China will experience more crime in the future, due to the country's one child policy, according to an American professor of political science. Valerie Hudson, professor at Brigham Young University in Utah said in a television interview that there would be a "surplus" of 30 million men by 2020 and that many will remain bachelors all their lives because of the lack of women. Ms Hudson, who has co-authored a book investigating the security implications of the one-child policy, said that single young men were more likely to become criminals than married men: "When there are more men than women, social instability and crime increases in society... When men have been pretty extreme criminals, upon marriage and when the children begin to come, their criminal careers more or less end." She blamed the one-child policy for China's gender imbalance, saying, "I don't think the Chinese government can really tackle the roots of the entrenched son preference until it raises that ceiling on the number of children a couple can have." [Deseret Morning News, 17 April]

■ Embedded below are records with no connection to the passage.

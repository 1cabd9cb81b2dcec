//! Infrastructure layer - file-backed repositories and dataset loaders

pub mod airline_loader;
pub mod bag_csv;
pub mod persistence;
//! File-based implementation of AirlineRepository

use std::path::Path;

use chrono::Utc;
use uuid::Uuid;

use seatcheck_domain::model::{normalize_iata_code, Airline, NewAirline};
use seatcheck_domain::repository::AirlineRepository;
use seatcheck_types::{Error, Result, StoreError};

use super::json_table::JsonTable;

/// Airlines stored in `airlines.json`, keyed by id
pub struct FileAirlineRepository {
    table: JsonTable<Airline>,
}

impl FileAirlineRepository {
    pub fn open(store_dir: &Path) -> Result<Self> {
        Ok(Self {
            table: JsonTable::open(store_dir, "airlines.json")?,
        })
    }

    /// Number of stored airlines
    pub fn count(&self) -> Result<usize> {
        self.table.read(|rows| rows.len())
    }
}

impl AirlineRepository for FileAirlineRepository {
    fn find_all(&self) -> std::result::Result<Vec<Airline>, Error> {
        let mut airlines = self.table.values()?;
        airlines.sort_by(|a, b| a.name.cmp(&b.name));
        Ok(airlines)
    }

    fn find_by_iata_code(&self, iata_code: &str) -> std::result::Result<Option<Airline>, Error> {
        let code = normalize_iata_code(iata_code);
        self.table
            .read(|rows| rows.values().find(|a| a.iata_code == code).cloned())
    }

    fn find_by_id(&self, id: &str) -> std::result::Result<Option<Airline>, Error> {
        self.table.get(id)
    }

    fn create(&self, airline: NewAirline) -> std::result::Result<Airline, Error> {
        airline.validate()?;
        let code = normalize_iata_code(&airline.iata_code);
        self.table.write(|rows| {
            if rows.values().any(|a| a.iata_code == code) {
                return Err(StoreError::Duplicate(format!("airline {}", code)).into());
            }
            let created = Airline::from_new(Uuid::new_v4().to_string(), airline, Utc::now());
            rows.insert(created.id.clone(), created.clone());
            Ok(created)
        })
    }

    fn update(&self, id: &str, airline: NewAirline) -> std::result::Result<Airline, Error> {
        airline.validate()?;
        let code = normalize_iata_code(&airline.iata_code);
        self.table.write(|rows| {
            if rows.values().any(|a| a.iata_code == code && a.id != id) {
                return Err(StoreError::Duplicate(format!("airline {}", code)).into());
            }
            let existing = rows
                .get_mut(id)
                .ok_or_else(|| Error::AirlineNotFound(id.to_string()))?;
            existing.apply(airline, Utc::now());
            Ok(existing.clone())
        })
    }
}

#[cfg(test)]
mod tests {
    use super::*;
    use seatcheck_domain::model::Dimensions;
    use tempfile::tempdir;

    fn united() -> NewAirline {
        NewAirline::new("United Airlines", "UA")
            .with_personal_item(Dimensions::new(43.18, 25.40, 22.86).unwrap())
    }

    #[test]
    fn test_create_and_lookup_case_insensitive() {
        let dir = tempdir().unwrap();
        let repo = FileAirlineRepository::open(dir.path()).unwrap();
        let created = repo.create(united()).unwrap();

        let found = repo.find_by_iata_code("ua").unwrap().unwrap();
        assert_eq!(found.id, created.id);
        assert_eq!(repo.find_by_id(&created.id).unwrap().unwrap().name, "United Airlines");
        assert!(repo.find_by_iata_code("ZZ").unwrap().is_none());
    }

    #[test]
    fn test_duplicate_code_rejected() {
        let dir = tempdir().unwrap();
        let repo = FileAirlineRepository::open(dir.path()).unwrap();
        repo.create(united()).unwrap();
        let err = repo.create(NewAirline::new("Other", "ua")).unwrap_err();
        assert!(matches!(err, Error::Store(StoreError::Duplicate(_))));
        assert_eq!(repo.count().unwrap(), 1);
    }

    #[test]
    fn test_update_and_reload() {
        let dir = tempdir().unwrap();
        let id = {
            let repo = FileAirlineRepository::open(dir.path()).unwrap();
            let created = repo.create(united()).unwrap();
            let mut changed = united();
            changed.pet_carrier_allowed = false;
            repo.update(&created.id, changed).unwrap();
            created.id
        };

        let repo = FileAirlineRepository::open(dir.path()).unwrap();
        let airline = repo.find_by_id(&id).unwrap().unwrap();
        assert!(!airline.pet_carrier_allowed);
        assert!(matches!(
            repo.update("missing", united()),
            Err(Error::AirlineNotFound(_))
        ));
    }

    #[test]
    fn test_find_all_sorted_by_name() {
        let dir = tempdir().unwrap();
        let repo = FileAirlineRepository::open(dir.path()).unwrap();
        repo.create(united()).unwrap();
        repo.create(NewAirline::new("Alaska Airlines", "AS")).unwrap();
        let names: Vec<_> = repo.find_all().unwrap().into_iter().map(|a| a.name).collect();
        assert_eq!(names, vec!["Alaska Airlines", "United Airlines"]);
    }

    #[test]
    fn test_invalid_airline_rejected() {
        let dir = tempdir().unwrap();
        let repo = FileAirlineRepository::open(dir.path()).unwrap();
        let mut bad = united();
        bad.max_personal_item_width_cm = Some(-3.0);
        assert!(repo.create(bad).is_err());
    }

    #[test]
    fn test_create_retry_after_failed_save() {
        let dir = tempdir().unwrap();
        let repo = FileAirlineRepository::open(dir.path()).unwrap();
        let blocker = dir.path().join("airlines.json.tmp");
        std::fs::create_dir(&blocker).unwrap();

        assert!(repo.create(united()).is_err());
        assert!(repo.find_by_iata_code("UA").unwrap().is_none());

        std::fs::remove_dir(&blocker).unwrap();
        let created = repo.create(united()).unwrap();
        let reopened = FileAirlineRepository::open(dir.path()).unwrap();
        assert_eq!(reopened.find_by_iata_code("UA").unwrap().unwrap().id, created.id);
    }
}
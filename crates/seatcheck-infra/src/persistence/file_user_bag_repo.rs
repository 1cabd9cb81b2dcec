//! File-based implementation of UserBagRepository

use std::path::Path;

use chrono::Utc;
use uuid::Uuid;

use seatcheck_domain::model::{NewUserBag, UserBag};
use seatcheck_domain::repository::UserBagRepository;
use seatcheck_types::{Error, Result};

use super::json_table::JsonTable;

/// Saved bags stored in `user_bags.json`
pub struct FileUserBagRepository {
    table: JsonTable<UserBag>,
}

impl FileUserBagRepository {
    pub fn open(store_dir: &Path) -> Result<Self> {
        Ok(Self {
            table: JsonTable::open(store_dir, "user_bags.json")?,
        })
    }
}

impl UserBagRepository for FileUserBagRepository {
    fn find_by_user(&self, user_id: &str) -> std::result::Result<Vec<UserBag>, Error> {
        let mut bags: Vec<UserBag> = self.table.read(|rows| {
            rows.values()
                .filter(|ub| ub.user_id == user_id)
                .cloned()
                .collect()
        })?;
        bags.sort_by(|a, b| b.created_at.cmp(&a.created_at));
        Ok(bags)
    }

    fn add(&self, user_bag: NewUserBag) -> std::result::Result<UserBag, Error> {
        if user_bag.user_id.trim().is_empty() || user_bag.bag_id.trim().is_empty() {
            return Err(Error::InvalidInput("user id and bag id are required".to_string()));
        }
        self.table.write(|rows| {
            let created = UserBag {
                id: Uuid::new_v4().to_string(),
                user_id: user_bag.user_id,
                bag_id: user_bag.bag_id,
                custom_name: user_bag.custom_name,
                created_at: Utc::now(),
            };
            rows.insert(created.id.clone(), created.clone());
            Ok(created)
        })
    }

    fn rename(
        &self,
        user_id: &str,
        user_bag_id: &str,
        custom_name: &str,
    ) -> std::result::Result<UserBag, Error> {
        let custom_name = custom_name.trim();
        if custom_name.is_empty() {
            return Err(Error::InvalidInput("Custom name is required".to_string()));
        }
        self.table.write(|rows| {
            let entry = rows
                .get_mut(user_bag_id)
                .filter(|ub| ub.user_id == user_id)
                .ok_or_else(|| Error::UserBagNotFound(user_bag_id.to_string()))?;
            entry.custom_name = Some(custom_name.to_string());
            Ok(entry.clone())
        })
    }

    fn remove(&self, user_id: &str, bag_id: &str) -> std::result::Result<bool, Error> {
        self.table.write(|rows| {
            let before = rows.len();
            rows.retain(|_, ub| !(ub.user_id == user_id && ub.bag_id == bag_id));
            Ok(rows.len() != before)
        })
    }
}

#[cfg(test)]
mod tests {
    use super::*;
    use tempfile::tempdir;

    fn new_user_bag(user: &str, bag: &str) -> NewUserBag {
        NewUserBag {
            user_id: user.to_string(),
            bag_id: bag.to_string(),
            custom_name: None,
        }
    }

    #[test]
    fn test_add_and_find_scoped_to_user() {
        let dir = tempdir().unwrap();
        let repo = FileUserBagRepository::open(dir.path()).unwrap();
        repo.add(new_user_bag("alice", "bag-1")).unwrap();
        repo.add(new_user_bag("alice", "bag-2")).unwrap();
        repo.add(new_user_bag("bob", "bag-1")).unwrap();

        assert_eq!(repo.find_by_user("alice").unwrap().len(), 2);
        assert_eq!(repo.find_by_user("bob").unwrap().len(), 1);
        assert!(repo.find_by_user("carol").unwrap().is_empty());
    }

    #[test]
    fn test_rename_requires_owner_and_name() {
        let dir = tempdir().unwrap();
        let repo = FileUserBagRepository::open(dir.path()).unwrap();
        let saved = repo.add(new_user_bag("alice", "bag-1")).unwrap();

        let renamed = repo.rename("alice", &saved.id, "  Weekend tote ").unwrap();
        assert_eq!(renamed.custom_name.as_deref(), Some("Weekend tote"));

        assert!(matches!(
            repo.rename("bob", &saved.id, "Mine now"),
            Err(Error::UserBagNotFound(_))
        ));
        assert!(matches!(
            repo.rename("alice", &saved.id, "   "),
            Err(Error::InvalidInput(_))
        ));
    }

    #[test]
    fn test_remove_by_bag_id() {
        let dir = tempdir().unwrap();
        let repo = FileUserBagRepository::open(dir.path()).unwrap();
        repo.add(new_user_bag("alice", "bag-1")).unwrap();
        repo.add(new_user_bag("bob", "bag-1")).unwrap();

        assert!(repo.remove("alice", "bag-1").unwrap());
        assert!(!repo.remove("alice", "bag-1").unwrap());
        assert_eq!(repo.find_by_user("bob").unwrap().len(), 1);
    }
}
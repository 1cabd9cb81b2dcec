//! Bag catalogue entries

use chrono::{DateTime, Utc};
use serde::{Deserialize, Serialize};

use seatcheck_types::{CarrierType, Result};

use super::dimensions::Dimensions;

/// A physical bag model
#[derive(Debug, Clone, PartialEq, Serialize, Deserialize)]
#[serde(rename_all = "camelCase")]
pub struct Bag {
    pub id: String,
    #[serde(default)]
    pub brand: Option<String>,
    #[serde(default)]
    pub model: Option<String>,
    #[serde(flatten)]
    pub dimensions: Dimensions,
    #[serde(default)]
    pub is_pet_carrier: bool,
    #[serde(default)]
    pub carrier_type: Option<CarrierType>,
    /// Curated reference bag, as opposed to user-entered
    #[serde(default)]
    pub is_verified: bool,
    #[serde(default)]
    pub image_url: Option<String>,
    #[serde(default)]
    pub source_url: Option<String>,
    pub created_at: DateTime<Utc>,
    pub updated_at: DateTime<Utc>,
}

impl Bag {
    pub fn from_new(id: String, new: NewBag, now: DateTime<Utc>) -> Self {
        Self {
            id,
            brand: new.brand,
            model: new.model,
            dimensions: new.dimensions,
            is_pet_carrier: new.is_pet_carrier,
            carrier_type: new.carrier_type,
            is_verified: new.is_verified,
            image_url: new.image_url,
            source_url: new.source_url,
            created_at: now,
            updated_at: now,
        }
    }

    /// "Brand Model", falling back to whichever half is known
    pub fn display_name(&self) -> String {
        match (self.brand.as_deref(), self.model.as_deref()) {
            (Some(brand), Some(model)) => format!("{} {}", brand, model),
            (Some(name), None) | (None, Some(name)) => name.to_string(),
            (None, None) => "Custom bag".to_string(),
        }
    }
}

/// Creation data for a bag
#[derive(Debug, Clone, PartialEq, Serialize, Deserialize)]
#[serde(rename_all = "camelCase")]
pub struct NewBag {
    #[serde(default)]
    pub brand: Option<String>,
    #[serde(default)]
    pub model: Option<String>,
    #[serde(flatten)]
    pub dimensions: Dimensions,
    #[serde(default)]
    pub is_pet_carrier: bool,
    #[serde(default)]
    pub carrier_type: Option<CarrierType>,
    #[serde(default)]
    pub is_verified: bool,
    #[serde(default)]
    pub image_url: Option<String>,
    #[serde(default)]
    pub source_url: Option<String>,
}

impl NewBag {
    pub fn new(dimensions: Dimensions) -> Self {
        Self {
            brand: None,
            model: None,
            dimensions,
            is_pet_carrier: false,
            carrier_type: None,
            is_verified: false,
            image_url: None,
            source_url: None,
        }
    }

    pub fn with_name(mut self, brand: impl Into<String>, model: impl Into<String>) -> Self {
        self.brand = Some(brand.into());
        self.model = Some(model.into());
        self
    }

    pub fn validate(&self) -> Result<()> {
        self.dimensions.validate()
    }
}
//! A keyed table persisted as one pretty-printed JSON file

use std::collections::HashMap;
use std::fs::{self, File};
use std::io::{BufReader, BufWriter, Write};
use std::path::{Path, PathBuf};
use std::sync::RwLock;

use serde::de::DeserializeOwned;
use serde::Serialize;
use tracing::debug;

use seatcheck_types::{Result, StoreError};

pub(crate) struct JsonTable<T> {
    store_path: PathBuf,
    rows: RwLock<HashMap<String, T>>,
}

impl<T> JsonTable<T>
where
    T: Serialize + DeserializeOwned + Clone,
{
    /// Create or load a table file inside `store_dir`
    pub fn open(store_dir: &Path, file_name: &str) -> Result<Self> {
        fs::create_dir_all(store_dir)?;
        let store_path = store_dir.join(file_name);

        let rows = if store_path.exists() {
            let file = File::open(&store_path)?;
            let reader = BufReader::new(file);
            serde_json::from_reader(reader).map_err(|e| {
                StoreError::Corrupted(format!("{}: {}", store_path.display(), e))
            })?
        } else {
            HashMap::new()
        };
        debug!(path = %store_path.display(), "opened table");

        Ok(Self {
            store_path,
            rows: RwLock::new(rows),
        })
    }

    pub fn read<R>(&self, f: impl FnOnce(&HashMap<String, T>) -> R) -> Result<R> {
        let rows = self
            .rows
            .read()
            .map_err(|_| StoreError::Poisoned("read"))?;
        Ok(f(&rows))
    }

    /// Mutate a copy under the write lock; the copy replaces the rows only
    /// once it is on disk, so a failed closure or save changes nothing
    pub fn write<R>(&self, f: impl FnOnce(&mut HashMap<String, T>) -> Result<R>) -> Result<R> {
        let mut rows = self
            .rows
            .write()
            .map_err(|_| StoreError::Poisoned("write"))?;
        let mut staged = rows.clone();
        let result = f(&mut staged)?;
        self.persist(&staged)?;
        *rows = staged;
        Ok(result)
    }

    pub fn get(&self, id: &str) -> Result<Option<T>> {
        self.read(|rows| rows.get(id).cloned())
    }

    pub fn values(&self) -> Result<Vec<T>> {
        self.read(|rows| rows.values().cloned().collect())
    }

    /// Save to a sibling temp file and rename over the table
    fn persist(&self, rows: &HashMap<String, T>) -> Result<()> {
        let tmp_path = self.store_path.with_extension("json.tmp");
        {
            let file = File::create(&tmp_path)?;
            let mut writer = BufWriter::new(file);
            serde_json::to_writer_pretty(&mut writer, rows)?;
            writer.flush()?;
        }
        fs::rename(&tmp_path, &self.store_path)?;
        Ok(())
    }
}
//! Built-in reference data

pub mod airlines;

pub use airlines::default_airlines;
//! Excel export of bag check history

use std::path::Path;

use chrono::Utc;
use rust_xlsxwriter::{Format, Workbook, Worksheet, XlsxError};

use seatcheck_domain::model::BagCheckRecord;
use seatcheck_types::{Error, Result};

use crate::app::summarize;

fn excel_err(e: XlsxError) -> Error {
    Error::Excel(e.to_string())
}

/// Export bag checks to an Excel file; `None` labels the export as all users
pub fn export_history_to_excel(
    user_id: Option<&str>,
    records: &[BagCheckRecord],
    output_path: &Path,
) -> Result<()> {
    let mut workbook = Workbook::new();

    let summary_sheet = workbook.add_worksheet();
    write_summary_sheet(summary_sheet, user_id, records)?;

    let details_sheet = workbook.add_worksheet();
    write_details_sheet(details_sheet, records)?;

    workbook.save(output_path).map_err(excel_err)?;

    Ok(())
}

fn write_summary_sheet(sheet: &mut Worksheet, user_id: Option<&str>, records: &[BagCheckRecord]) -> Result<()> {
    sheet.set_name("Summary").map_err(excel_err)?;

    let header_format = Format::new().set_bold();
    let summary = summarize(records);

    sheet
        .write_string_with_format(0, 0, "Bag Check History", &header_format)
        .map_err(excel_err)?;

    sheet.write_string(2, 0, "User:").map_err(excel_err)?;
    sheet
        .write_string(2, 1, user_id.unwrap_or("All users"))
        .map_err(excel_err)?;

    sheet.write_string(3, 0, "Exported At:").map_err(excel_err)?;
    sheet
        .write_string(3, 1, Utc::now().to_rfc3339())
        .map_err(excel_err)?;

    sheet.write_string(4, 0, "Total Checks:").map_err(excel_err)?;
    sheet
        .write_number(4, 1, summary.total as f64)
        .map_err(excel_err)?;

    sheet.write_string(5, 0, "Fits:").map_err(excel_err)?;
    sheet
        .write_number(5, 1, summary.fits as f64)
        .map_err(excel_err)?;

    sheet.write_string(6, 0, "Does Not Fit:").map_err(excel_err)?;
    sheet
        .write_number(6, 1, summary.does_not_fit as f64)
        .map_err(excel_err)?;

    // Per-airline breakdown
    sheet
        .write_string_with_format(8, 0, "Checks by Airline", &header_format)
        .map_err(excel_err)?;

    let mut row = 9;
    for (code, count) in &summary.by_airline {
        sheet.write_string(row, 0, code).map_err(excel_err)?;
        sheet
            .write_number(row, 1, *count as f64)
            .map_err(excel_err)?;
        row += 1;
    }

    sheet.set_column_width(0, 20).map_err(excel_err)?;
    sheet.set_column_width(1, 36).map_err(excel_err)?;

    Ok(())
}

fn write_details_sheet(sheet: &mut Worksheet, records: &[BagCheckRecord]) -> Result<()> {
    sheet.set_name("Details").map_err(excel_err)?;

    let header_format = Format::new().set_bold();

    let headers = [
        "Date",
        "Airline",
        "Flight",
        "Bag",
        "Length (cm)",
        "Width (cm)",
        "Height (cm)",
        "Pet Carrier",
        "Fits Under Seat",
        "User",
    ];

    for (col, header) in headers.iter().enumerate() {
        sheet
            .write_string_with_format(0, col as u16, *header, &header_format)
            .map_err(excel_err)?;
    }

    for (row_idx, record) in records.iter().enumerate() {
        let row = (row_idx + 1) as u32;
        let check = &record.check;

        sheet
            .write_string(row, 0, check.created_at.format("%Y-%m-%d %H:%M").to_string())
            .map_err(excel_err)?;
        sheet
            .write_string(
                row,
                1,
                format!("{} ({})", record.airline.name, record.airline.iata_code),
            )
            .map_err(excel_err)?;

        if let Some(ref flight) = check.flight_number {
            sheet.write_string(row, 2, flight).map_err(excel_err)?;
        }
        if let Some(ref bag) = record.bag {
            sheet
                .write_string(row, 3, bag.display_name())
                .map_err(excel_err)?;
        }

        sheet
            .write_number(row, 4, check.dimensions.length_cm)
            .map_err(excel_err)?;
        sheet
            .write_number(row, 5, check.dimensions.width_cm)
            .map_err(excel_err)?;
        sheet
            .write_number(row, 6, check.dimensions.height_cm)
            .map_err(excel_err)?;

        sheet
            .write_string(row, 7, if check.is_pet_carrier { "Yes" } else { "No" })
            .map_err(excel_err)?;
        sheet
            .write_string(row, 8, if check.fits_under_seat { "Yes" } else { "No" })
            .map_err(excel_err)?;
        if let Some(ref user_id) = check.user_id {
            sheet.write_string(row, 9, user_id).map_err(excel_err)?;
        }
    }

    // Approximate auto-fit
    sheet.set_column_width(0, 18).map_err(excel_err)?;
    sheet.set_column_width(1, 28).map_err(excel_err)?;
    sheet.set_column_width(2, 10).map_err(excel_err)?;
    sheet.set_column_width(3, 30).map_err(excel_err)?;

    Ok(())
}
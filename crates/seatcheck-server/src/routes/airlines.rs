use axum::{
    extract::{Path, State},
    Json,
};

use seatcheck_app::app;
use seatcheck_domain::model::Airline;

use super::with_repos;
use crate::{error::ApiError, state::AppState};

pub async fn list_airlines(State(state): State<AppState>) -> Result<Json<Vec<Airline>>, ApiError> {
    Ok(Json(with_repos(&state, app::list_airlines).await?))
}

pub async fn get_airline(
    State(state): State<AppState>,
    Path(iata_code): Path<String>,
) -> Result<Json<Airline>, ApiError> {
    let airline = with_repos(&state, move |repos| app::get_airline(repos, &iata_code)).await?;
    Ok(Json(airline))
}
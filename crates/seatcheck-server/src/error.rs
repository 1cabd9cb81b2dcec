//! HTTP error responses
//!
//! Every failure is rendered as `{"message": "..."}` with a status code
//! chosen from the error kind.

use axum::{
    extract::rejection::JsonRejection,
    http::StatusCode,
    response::{IntoResponse, Response},
    Json,
};
use serde_json::json;
use thiserror::Error;
use tracing::error;

#[derive(Error, Debug)]
pub enum ApiError {
    #[error("Unauthorized")]
    Unauthorized,

    #[error("{0}")]
    BadRequest(String),

    #[error("{0}")]
    NotFound(String),

    #[error("Internal error: {0}")]
    Internal(String),

    #[error(transparent)]
    App(#[from] seatcheck_types::Error),
}

impl ApiError {
    pub fn status(&self) -> StatusCode {
        match self {
            ApiError::Unauthorized => StatusCode::UNAUTHORIZED,
            ApiError::BadRequest(_) => StatusCode::BAD_REQUEST,
            ApiError::NotFound(_) => StatusCode::NOT_FOUND,
            ApiError::App(e) if e.is_not_found() => StatusCode::NOT_FOUND,
            ApiError::App(e) if e.is_validation() => StatusCode::BAD_REQUEST,
            ApiError::Internal(_) | ApiError::App(_) => StatusCode::INTERNAL_SERVER_ERROR,
        }
    }
}

impl From<JsonRejection> for ApiError {
    fn from(rejection: JsonRejection) -> Self {
        ApiError::BadRequest(rejection.body_text())
    }
}

impl IntoResponse for ApiError {
    fn into_response(self) -> Response {
        let status = self.status();
        let message = if status == StatusCode::INTERNAL_SERVER_ERROR {
            error!(error = %self, "request failed");
            "Internal server error".to_string()
        } else {
            self.to_string()
        };

        (status, Json(json!({ "message": message }))).into_response()
    }
}

#[cfg(test)]
mod tests {
    use super::*;
    use seatcheck_types::{Error, StoreError};

    #[test]
    fn test_status_mapping() {
        assert_eq!(
            ApiError::from(Error::AirlineNotFound("ZZ".into())).status(),
            StatusCode::NOT_FOUND
        );
        assert_eq!(
            ApiError::from(Error::DimensionsUnavailable("MY".into())).status(),
            StatusCode::BAD_REQUEST
        );
        assert_eq!(
            ApiError::from(Error::Store(StoreError::Poisoned("read"))).status(),
            StatusCode::INTERNAL_SERVER_ERROR
        );
        assert_eq!(ApiError::Unauthorized.status(), StatusCode::UNAUTHORIZED);
    }
}
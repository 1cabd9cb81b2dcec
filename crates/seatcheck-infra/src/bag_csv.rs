//! CSV loader for reference bags
//!
//! Expected header row:
//! `brand,model,length,width,height[,pet_carrier][,carrier_type]`
//! Dimensions are read in the unit given by the caller.

use std::io::Read;
use std::path::Path;

use serde::Deserialize;

use seatcheck_domain::model::{Dimensions, NewBag};
use seatcheck_types::{CarrierType, Error, Result, Unit};

#[derive(Debug, Deserialize)]
struct BagRow {
    #[serde(default)]
    brand: Option<String>,
    #[serde(default)]
    model: Option<String>,
    length: f64,
    width: f64,
    height: f64,
    #[serde(default)]
    pet_carrier: Option<bool>,
    #[serde(default)]
    carrier_type: Option<String>,
}

/// Load bags from a CSV file
pub fn load_bags_from_csv(path: &Path, unit: Unit, verified: bool) -> Result<Vec<NewBag>> {
    let file = std::fs::File::open(path)?;
    load_bags_from_reader(file, unit, verified)
}

/// Load bags from any CSV source
pub fn load_bags_from_reader<R: Read>(reader: R, unit: Unit, verified: bool) -> Result<Vec<NewBag>> {
    let mut csv_reader = csv::ReaderBuilder::new()
        .trim(csv::Trim::All)
        .flexible(true)
        .from_reader(reader);

    let mut bags = Vec::new();
    for (index, row) in csv_reader.deserialize::<BagRow>().enumerate() {
        // Header is line 1
        let line = index + 2;
        let row = row?;
        bags.push(row_to_bag(row, unit, verified).map_err(|e| {
            Error::InvalidInput(format!("line {}: {}", line, e))
        })?);
    }
    Ok(bags)
}

fn row_to_bag(row: BagRow, unit: Unit, verified: bool) -> Result<NewBag> {
    let dimensions = Dimensions::from_unit(row.length, row.width, row.height, unit)?;
    let carrier_type = row
        .carrier_type
        .as_deref()
        .filter(|s| !s.is_empty())
        .map(str::parse::<CarrierType>)
        .transpose()?;

    let mut bag = NewBag::new(dimensions);
    bag.brand = row.brand.filter(|s| !s.is_empty());
    bag.model = row.model.filter(|s| !s.is_empty());
    // A carrier type implies a pet carrier unless stated otherwise
    bag.is_pet_carrier = row.pet_carrier.unwrap_or(carrier_type.is_some());
    bag.carrier_type = carrier_type;
    bag.is_verified = verified;
    Ok(bag)
}

#[cfg(test)]
mod tests {
    use super::*;

    #[test]
    fn test_load_inches() {
        let csv = "brand,model,length,width,height\nAway,The Everywhere Bag,18,14,8\n";
        let bags = load_bags_from_reader(csv.as_bytes(), Unit::Inches, true).unwrap();
        assert_eq!(bags.len(), 1);
        assert_eq!(bags[0].dimensions, Dimensions::new(45.72, 35.56, 20.32).unwrap());
        assert!(bags[0].is_verified);
        assert!(!bags[0].is_pet_carrier);
    }

    #[test]
    fn test_optional_columns() {
        let csv = "\
brand,model,length,width,height,pet_carrier,carrier_type
Sherpa, Original Deluxe ,43.18,27.94,27.94,,soft-sided
,,40,30,20,false,
";
        let bags = load_bags_from_reader(csv.as_bytes(), Unit::Centimeters, false).unwrap();
        assert_eq!(bags.len(), 2);
        assert_eq!(bags[0].model.as_deref(), Some("Original Deluxe"));
        assert!(bags[0].is_pet_carrier);
        assert_eq!(bags[0].carrier_type, Some(CarrierType::SoftSided));
        assert!(bags[1].brand.is_none());
        assert!(!bags[1].is_pet_carrier);
    }

    #[test]
    fn test_invalid_row_reports_line() {
        let csv = "brand,model,length,width,height\nA,B,10,10,10\nC,D,10,-4,10\n";
        let err = load_bags_from_reader(csv.as_bytes(), Unit::Centimeters, false).unwrap_err();
        assert!(err.to_string().contains("line 3"), "{}", err);
    }

    #[test]
    fn test_non_numeric_dimension() {
        let csv = "brand,model,length,width,height\nA,B,ten,10,10\n";
        assert!(matches!(
            load_bags_from_reader(csv.as_bytes(), Unit::Centimeters, false),
            Err(Error::Csv(_))
        ));
    }
}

A psychologist has reiterated his view that children can never experience pain before birth. Dr Stuart Derbyshire, told the British Medical Journal that unborn babies' minds are not mature enough to sense trauma until after the baby has left the womb and starts to interact. His claim follows a study by University College Hospital, London, which contended that babies born at 25 weeks do feel pain outside the womb. Pro-life groups have said that pain is not the central issue. Paul Danon from the Society for the Protection of Unborn Children said, "Is it right to murder somebody if you anaesthetise them first?" [Mirror, 14 April] Dr Derbyshire, who is from Britain and now works at the University of Pittsburgh, USA, co-wrote an article with leading pro-abortion campaigner Ann Furedi in 1996 arguing that babies cannot feel pain until they begin to socialise.
The founder of the Swiss clinic for assisted suicide, Dignitas, has said that people who have long-term depression should be able to choose to die. Ludwig Minelli said that terminal illness should not be the only reason that a person is helped to die and that depression could be a reason. Brian Iddon, a British MP and chairman of the Care Not Killing alliance, said: "People recover from mental illness - that's certainly not the time to be making a decision about whether to live or die." [The Guardian, 17 April]
Chemotherapy for pregnant women is safe for the unborn child if it is carried out after the first trimester of pregnancy, according to new evidence. Dr Elyce Cardonick, an American specialist at the Cooper University Hospital in New Jersey, found that babies are usually safe so long as chemotherapy is delayed until after the first three months. Most doctors recommend abortion if a pregnant woman develops cancer because of fears that chemotherapy will harm the unborn child. [Life Site, 13 April]
Australia's Therapeutic Goods Administration (TGA) has authorised the first import of the abortion drug mifepristone (RU486). Caroline de Costa, an Australian doctor, successfully applied to become an authorised prescriber of the drug. A spokesman for the TGA said that mifepristone is not yet registered in Australia and that it remains a "prohibited drug" unless given by an authorised prescriber. [Life Site, 13 April] It is thought that increasing numbers of abortion practitioners in Australia will apply to prescribe mifepristone. Three hospitals in Melbourne are already planning to apply. Pro-life campaigners fear that the availability of the drug will increase the number of abortions and may also pose serious health risks to the women who take it. Margaret Tighe, a spokeswoman from Right to Life Australia, said, "Tragically it will no doubt bring about deaths of unborn children, and it may, and I hope it doesn't, bring about the deaths of any Australian women." [Life News, 13 April]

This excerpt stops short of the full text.